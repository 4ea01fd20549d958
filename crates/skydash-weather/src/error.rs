//! Weather provider error type.

use thiserror::Error;

/// Failure talking to the weather provider.
///
/// Every failure mode of a current/forecast fetch collapses into this type so
/// the UI boundary has one thing to render. Nothing here is retried
/// automatically.
#[derive(Debug, Error)]
pub enum UpstreamError {
    #[error("Network error: {0}")]
    Network(String),

    #[error("Request timeout - please check your connection")]
    Timeout,

    #[error("Invalid API key")]
    InvalidApiKey,

    #[error("API quota exceeded")]
    QuotaExceeded,

    #[error("Weather API error ({status}): {message}")]
    Api { status: u16, message: String },

    #[error("Invalid weather data received: {0}")]
    InvalidResponse(String),
}

impl UpstreamError {
    /// User-friendly error message for UI display.
    pub fn user_message(&self) -> &'static str {
        match self {
            Self::Network(_) => "Unable to reach the weather service. Check your connection.",
            Self::Timeout => "Request timeout - please check your connection.",
            Self::InvalidApiKey => "Weather API key is invalid. Check settings.",
            Self::QuotaExceeded => "Weather API quota exceeded. Please try again later.",
            Self::Api { status, .. } if *status >= 500 => {
                "Weather service unavailable. Please try again later."
            }
            Self::Api { .. } => "Failed to fetch weather data. Check the city and try again.",
            Self::InvalidResponse(_) => "Received invalid weather data. Please try again.",
        }
    }
}

impl From<reqwest::Error> for UpstreamError {
    fn from(e: reqwest::Error) -> Self {
        if e.is_timeout() {
            Self::Timeout
        } else if e.is_decode() {
            Self::InvalidResponse(e.to_string())
        } else if let Some(status) = e.status() {
            Self::Api {
                status: status.as_u16(),
                message: e.to_string(),
            }
        } else {
            Self::Network(e.to_string())
        }
    }
}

▶ [THE PROBLEM]
Read the listing line by line, and copy each line in which the word "QuotaExceeded" is found.

▶ [THE ANSWER]
    QuotaExceeded,
            Self::QuotaExceeded => "Weather API quota exceeded. Please try again later.",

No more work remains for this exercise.